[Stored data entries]
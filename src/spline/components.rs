use bevy::prelude::*;

use super::types::{evaluate_segment, evaluate_segment_tangent, BezierKnot, TangentMode};

/// Fraction of the chord to a neighbouring knot used for auto-smooth tangents.
const AUTO_SMOOTH_TENSION: f32 = 1.0 / 3.0;

/// A single Bézier curve: an ordered list of knots, each with a tangent mode.
///
/// Knots and tangent modes are kept in lockstep; use the accessor methods
/// rather than touching the storage directly.
#[derive(Debug, Clone, Reflect, Default)]
#[reflect(Default)]
pub struct Spline {
    knots: Vec<BezierKnot>,
    tangent_modes: Vec<TangentMode>,
    /// Whether the spline forms a closed loop.
    pub closed: bool,
}

impl Spline {
    /// Create an open spline from knots, keeping their tangents as given.
    ///
    /// Every knot starts in [`TangentMode::Broken`] so the supplied tangents
    /// are not overwritten.
    pub fn new(knots: Vec<BezierKnot>) -> Self {
        let tangent_modes = vec![TangentMode::Broken; knots.len()];
        Self {
            knots,
            tangent_modes,
            closed: false,
        }
    }

    /// Create an open, auto-smoothed spline passing through the given points.
    pub fn from_points(points: impl IntoIterator<Item = Vec3>) -> Self {
        let knots: Vec<BezierKnot> = points.into_iter().map(BezierKnot::new).collect();
        let mut spline = Self {
            tangent_modes: vec![TangentMode::AutoSmooth; knots.len()],
            knots,
            closed: false,
        };
        for i in 0..spline.knots.len() {
            spline.apply_tangent_mode(i);
        }
        spline
    }

    /// Set whether the spline is closed, builder style.
    pub fn with_closed(mut self, closed: bool) -> Self {
        self.closed = closed;
        for i in 0..self.knots.len() {
            self.apply_tangent_mode(i);
        }
        self
    }

    /// Number of knots.
    pub fn len(&self) -> usize {
        self.knots.len()
    }

    /// Whether the spline has no knots.
    pub fn is_empty(&self) -> bool {
        self.knots.is_empty()
    }

    /// All knots, in order.
    pub fn knots(&self) -> &[BezierKnot] {
        &self.knots
    }

    /// Copy of the knot at `index`.
    pub fn knot(&self, index: usize) -> Option<BezierKnot> {
        self.knots.get(index).copied()
    }

    /// Tangent mode of the knot at `index`.
    pub fn tangent_mode(&self, index: usize) -> Option<TangentMode> {
        self.tangent_modes.get(index).copied()
    }

    /// Overwrite the knot at `index`. Returns false if out of range.
    ///
    /// The knot's tangent mode is kept. Auto-smoothed knots (this one and its
    /// neighbours) have their tangents recomputed.
    pub fn set_knot(&mut self, index: usize, knot: BezierKnot) -> bool {
        let Some(slot) = self.knots.get_mut(index) else {
            return false;
        };
        *slot = knot;
        self.refresh_auto_smooth_around(index);
        true
    }

    /// Set the tangent mode of the knot at `index` and reshape its tangents.
    pub fn set_tangent_mode(&mut self, index: usize, mode: TangentMode) -> bool {
        let Some(slot) = self.tangent_modes.get_mut(index) else {
            return false;
        };
        *slot = mode;
        self.apply_tangent_mode(index);
        true
    }

    /// Append a knot with the given tangent mode.
    pub fn add_knot(&mut self, knot: BezierKnot, mode: TangentMode) {
        self.insert_knot(self.knots.len(), knot, mode);
    }

    /// Insert a knot at `index`. Does nothing if `index > len`.
    pub fn insert_knot(&mut self, index: usize, knot: BezierKnot, mode: TangentMode) {
        if index > self.knots.len() {
            return;
        }
        self.knots.insert(index, knot);
        self.tangent_modes.insert(index, mode);
        self.apply_tangent_mode(index);
        self.refresh_auto_smooth_around(index);
    }

    /// Remove the knot at `index`.
    pub fn remove_knot(&mut self, index: usize) -> Option<BezierKnot> {
        if index >= self.knots.len() {
            return None;
        }
        let knot = self.knots.remove(index);
        self.tangent_modes.remove(index);

        if !self.knots.is_empty() {
            let neighbour = index.min(self.knots.len() - 1);
            self.refresh_auto_smooth_around(neighbour);
            if let Some(prev) = self.previous_index(neighbour) {
                self.refresh_auto_smooth_around(prev);
            }
        }
        Some(knot)
    }

    /// Toggle between closed and open spline.
    pub fn toggle_closed(&mut self) {
        self.closed = !self.closed;
        for i in 0..self.knots.len() {
            if self.tangent_modes[i] == TangentMode::AutoSmooth {
                self.apply_tangent_mode(i);
            }
        }
    }

    /// Get the number of segments in this spline.
    pub fn segment_count(&self) -> usize {
        match self.knots.len() {
            0 | 1 => 0,
            n if self.closed => n,
            n => n - 1,
        }
    }

    /// Evaluate the spline at parameter t (0.0 to 1.0 across all segments).
    pub fn evaluate(&self, t: f32) -> Option<Vec3> {
        let (from, to, local_t) = self.locate(t)?;
        Some(evaluate_segment(from, to, local_t))
    }

    /// Evaluate the tangent at parameter t.
    pub fn evaluate_tangent(&self, t: f32) -> Option<Vec3> {
        let (from, to, local_t) = self.locate(t)?;
        Some(evaluate_segment_tangent(from, to, local_t))
    }

    /// Sample the spline into a series of points for rendering.
    pub fn sample(&self, samples_per_segment: usize) -> Vec<Vec3> {
        let segment_count = self.segment_count();
        if segment_count == 0 || samples_per_segment == 0 {
            return Vec::new();
        }

        let total_samples = segment_count * samples_per_segment + 1;
        let mut points = Vec::with_capacity(total_samples);

        for i in 0..total_samples {
            let t = i as f32 / (total_samples - 1) as f32;
            if let Some(point) = self.evaluate(t) {
                points.push(point);
            }
        }

        points
    }

    fn locate(&self, t: f32) -> Option<(&BezierKnot, &BezierKnot, f32)> {
        let num_segments = self.segment_count();
        if num_segments == 0 {
            return None;
        }

        let t_scaled = t.clamp(0.0, 1.0) * num_segments as f32;
        let segment = (t_scaled.floor() as usize).min(num_segments - 1);
        let local_t = t_scaled - segment as f32;

        let from = &self.knots[segment];
        let to = &self.knots[(segment + 1) % self.knots.len()];
        Some((from, to, local_t))
    }

    fn previous_index(&self, index: usize) -> Option<usize> {
        let n = self.knots.len();
        if index > 0 {
            Some(index - 1)
        } else if self.closed && n > 1 {
            Some(n - 1)
        } else {
            None
        }
    }

    fn next_index(&self, index: usize) -> Option<usize> {
        let n = self.knots.len();
        if index + 1 < n {
            Some(index + 1)
        } else if self.closed && n > 1 {
            Some(0)
        } else {
            None
        }
    }

    fn refresh_auto_smooth_around(&mut self, index: usize) {
        let neighbours = [self.previous_index(index), Some(index), self.next_index(index)];
        for i in neighbours.into_iter().flatten() {
            if self.tangent_modes[i] == TangentMode::AutoSmooth {
                self.apply_tangent_mode(i);
            }
        }
    }

    /// Reshape the tangents of knot `index` to satisfy its tangent mode.
    fn apply_tangent_mode(&mut self, index: usize) {
        let mode = self.tangent_modes[index];
        let mut knot = self.knots[index];

        match mode {
            TangentMode::Broken => return,
            TangentMode::Linear => {
                knot.tangent_in = Vec3::ZERO;
                knot.tangent_out = Vec3::ZERO;
            }
            TangentMode::Mirrored => {
                knot.tangent_in = -knot.tangent_out;
            }
            TangentMode::Continuous => {
                knot.tangent_in = -knot.tangent_out.normalize_or_zero() * knot.tangent_in.length();
            }
            TangentMode::AutoSmooth => {
                let prev = self.previous_index(index).map(|i| self.knots[i].position);
                let next = self.next_index(index).map(|i| self.knots[i].position);
                let (tangent_in, tangent_out) = auto_smooth_tangents(knot.position, prev, next);
                knot.tangent_in = tangent_in;
                knot.tangent_out = tangent_out;
            }
        }

        self.knots[index] = knot;
    }
}

/// Catmull-Rom style tangents scaled to a third of each neighbour chord.
fn auto_smooth_tangents(current: Vec3, prev: Option<Vec3>, next: Option<Vec3>) -> (Vec3, Vec3) {
    let direction = match (prev, next) {
        (Some(p), Some(n)) => (n - p).normalize_or_zero(),
        (None, Some(n)) => (n - current).normalize_or_zero(),
        (Some(p), None) => (current - p).normalize_or_zero(),
        (None, None) => Vec3::ZERO,
    };

    let in_length = prev.map_or(0.0, |p| current.distance(p)) * AUTO_SMOOTH_TENSION;
    let out_length = next.map_or(0.0, |n| current.distance(n)) * AUTO_SMOOTH_TENSION;

    (-direction * in_length, direction * out_length)
}

/// A set of splines sharing one owner transform.
///
/// Knot positions are in this entity's local space; its [`GlobalTransform`]
/// maps them to world space.
#[derive(Component, Debug, Clone, Reflect, Default)]
#[reflect(Component)]
#[require(Transform)]
pub struct SplineContainer {
    /// The splines in this container, in pick order.
    pub splines: Vec<Spline>,
}

impl SplineContainer {
    /// Create a container holding the given splines.
    pub fn new(splines: Vec<Spline>) -> Self {
        Self { splines }
    }

    /// Create a container holding a single spline.
    pub fn single(spline: Spline) -> Self {
        Self {
            splines: vec![spline],
        }
    }
}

▸ **EXERCISE**
Write out the records above exactly, from the opening line to the line with "Copy of the", including both, with nothing added.

▸ **THE COMPLETED TASK**
filename src/spline/components.rs
use bevy::prelude::*;

use super::types::{evaluate_segment, evaluate_segment_tangent, BezierKnot, TangentMode};

/// Fraction of the chord to a neighbouring knot used for auto-smooth tangents.
const AUTO_SMOOTH_TENSION: f32 = 1.0 / 3.0;

/// A single Bézier curve: an ordered list of knots, each with a tangent mode.
///
/// Knots and tangent modes are kept in lockstep; use the accessor methods
/// rather than touching the storage directly.
#[derive(Debug, Clone, Reflect, Default)]
#[reflect(Default)]
pub struct Spline {
    knots: Vec<BezierKnot>,
    tangent_modes: Vec<TangentMode>,
    /// Whether the spline forms a closed loop.
    pub closed: bool,
}

impl Spline {
    /// Create an open spline from knots, keeping their tangents as given.
    ///
    /// Every knot starts in [`TangentMode::Broken`] so the supplied tangents
    /// are not overwritten.
    pub fn new(knots: Vec<BezierKnot>) -> Self {
        let tangent_modes = vec![TangentMode::Broken; knots.len()];
        Self {
            knots,
            tangent_modes,
            closed: false,
        }
    }

    /// Create an open, auto-smoothed spline passing through the given points.
    pub fn from_points(points: impl IntoIterator<Item = Vec3>) -> Self {
        let knots: Vec<BezierKnot> = points.into_iter().map(BezierKnot::new).collect();
        let mut spline = Self {
            tangent_modes: vec![TangentMode::AutoSmooth; knots.len()],
            knots,
            closed: false,
        };
        for i in 0..spline.knots.len() {
            spline.apply_tangent_mode(i);
        }
        spline
    }

    /// Set whether the spline is closed, builder style.
    pub fn with_closed(mut self, closed: bool) -> Self {
        self.closed = closed;
        for i in 0..self.knots.len() {
            self.apply_tangent_mode(i);
        }
        self
    }

    /// Number of knots.
    pub fn len(&self) -> usize {
        self.knots.len()
    }

    /// Whether the spline has no knots.
    pub fn is_empty(&self) -> bool {
        self.knots.is_empty()
    }

    /// All knots, in order.
    pub fn knots(&self) -> &[BezierKnot] {
        &self.knots
    }

    /// Copy of the knot at `index`.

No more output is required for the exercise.